На мой взгляд, это возвращение к той программе, которую в свое время пытался осуществить Любищев и вслед за ним — Мейен (см. главу 5). В основе этой программы лежит явное или неявное предположение, что формы живых организмов и их отдельных частей имеют собственные законы изменения, которые могут быть использованы для выполнения тех или иных функций, но определяются не ими
[130]. Однако то, что в разных группах сходные структуры (раковины, листья, всякого рода ветвящиеся структуры — от побегов до рогов и т. д.) образуют сходные ряды форм, может быть следствием совсем других причин.

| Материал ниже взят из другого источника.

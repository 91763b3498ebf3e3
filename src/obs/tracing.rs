// self
use crate::{_prelude::*, obs::FlowKind};

/// Type alias that resolves to an instrumented future when tracing is enabled.
#[cfg(feature = "tracing")]
pub type InstrumentedFlow<F> = tracing::instrument::Instrumented<F>;
/// Passthrough future type when tracing is disabled.
#[cfg(not(feature = "tracing"))]
pub type InstrumentedFlow<F> = F;

/// A span builder used by client flows.
#[derive(Clone, Debug)]
pub struct FlowSpan {
	#[cfg(feature = "tracing")]
	span: tracing::Span,
}
impl FlowSpan {
	/// Creates a new span tagged with the provided flow kind + stage.
	pub fn new(kind: FlowKind, stage: &'static str) -> Self {
		#[cfg(feature = "tracing")]
		{
			let span = tracing::info_span!("oidc_silent.flow", flow = kind.as_str(), stage);

			Self { span }
		}
		#[cfg(not(feature = "tracing"))]
		{
			let _ = (kind, stage);

			Self {}
		}
	}

	/// Instruments an async block without holding a guard across `.await` points.
	pub fn instrument<Fut>(&self, fut: Fut) -> InstrumentedFlow<Fut>
	where
		Fut: Future,
	{
		#[cfg(feature = "tracing")]
		{
			use tracing::Instrument;

			fut.instrument(self.span.clone())
		}
		#[cfg(not(feature = "tracing"))]
		{
			fut
		}
	}
}

/// Logs a swallowed cache-write failure (when tracing is enabled).
///
/// Write-back failures never fail the overall flow; freshly obtained tokens are still
/// returned to the caller.
pub fn warn_cache_write_failed(stage: &'static str, error: &crate::cache::CacheError) {
	#[cfg(feature = "tracing")]
	tracing::warn!(stage, %error, "Cache write-back failed; returning tokens without caching.");
	#[cfg(not(feature = "tracing"))]
	{
		let _ = (stage, error);
	}
}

Одно вероятное объяснение (некоторые возможные в принципе формы или возможные переходы между ними реально не наблюдаются потому, что схемы развития, приводящие к ним, на каком-то этапе оказываются несовместимыми с жизнью зародыша) мы уже упоминали в главе 5. Но можно предложить и другие объяснения.

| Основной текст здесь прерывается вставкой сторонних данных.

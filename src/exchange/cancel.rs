//! Caller-held abort signal for in-flight token exchanges.

// crates.io
use tokio::sync::watch;
// self
use crate::_prelude::*;

/// Sender half of an abort signal.
///
/// Cancelling is idempotent and permanent. Dropping the handle without cancelling leaves
/// the paired signals unfired forever.
#[derive(Debug)]
pub struct CancelHandle {
	tx: watch::Sender<bool>,
}
impl CancelHandle {
	/// Creates a fresh handle/signal pair.
	pub fn new() -> (Self, CancelSignal) {
		let (tx, rx) = watch::channel(false);

		(Self { tx }, CancelSignal { rx })
	}

	/// Fires the signal; every live [`CancelSignal`] clone observes it.
	pub fn cancel(&self) {
		// Receivers may all be gone already; cancelling is still a no-op success then.
		let _ = self.tx.send(true);
	}
}

/// Receiver half of an abort signal, cheap to clone and attach to exchange options.
#[derive(Clone, Debug)]
pub struct CancelSignal {
	rx: watch::Receiver<bool>,
}
impl CancelSignal {
	/// Resolves once the paired handle fires; pends forever if the handle is dropped
	/// without firing.
	pub async fn cancelled(mut self) {
		if *self.rx.borrow() {
			return;
		}

		while self.rx.changed().await.is_ok() {
			if *self.rx.borrow() {
				return;
			}
		}

		std::future::pending::<()>().await
	}
}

Давайте вспомним, что любой орган или структура (равно как и организм в целом) возникает в результате той или иной согласованной активности клеток: размножения, миграции, дифференциации, синтеза и выделения каких-то веществ, в некоторых случаях — массовой гибели, а часто — сочетания некоторых из названных процессов или даже всех их сразу. Все эти процессы регулируются разного рода химическими сигналами, выделяемыми клетками же — как «рядовыми» участниками процесса, так и, прежде всего, теми, которые входят в состав небольших особых участков ткани развивающегося зародыша или зачатка, — так называемых организаторов. Все те причудливые формы, которые мы видим в живой природе, получаются в результате того, что в каждой точке развивающейся ткани в каждый момент времени имелось определенное соотношение концентраций этих сигналов, побуждавших находящиеся там клетки вести себя так или иначе: делиться или мигрировать, превращаться в зрелые клетки определенной ткани или выделять кристаллики углекислого кальция, убивать себя или самим начинать выделять управляющие сигналы. Несколько упрощая, можно сказать, что всякая морфология есть застывший онтогенез
[131].
Если так, то «собственные законы биологических форм» и их преобразований могут возникать как побочный эффект сходства механизмов, регулирующих рост и развитие тканей. Простейший пример: в отсутствие препятствий любой химический сигнал, испускаемый клеткой или компактной группой клеток, будет распространяться во все стороны одинаково. Если, скажем, он действует по принципу «все или ничего» (то есть при концентрации ниже определенного порога не оказывает действия вовсе, если же порог достигнут, дальнейший рост концентрации сигнала уже не усиливает его эффект), область, где проявляется его действие, будет иметь форму шара или (если ткань, способная воспринять сигнал, образует тонкий слой) круга. Стоит ли удивляться, что круги, кольца и сферы встречаются в телах живых организмов неизмеримо чаще, чем, скажем, квадраты и кубы?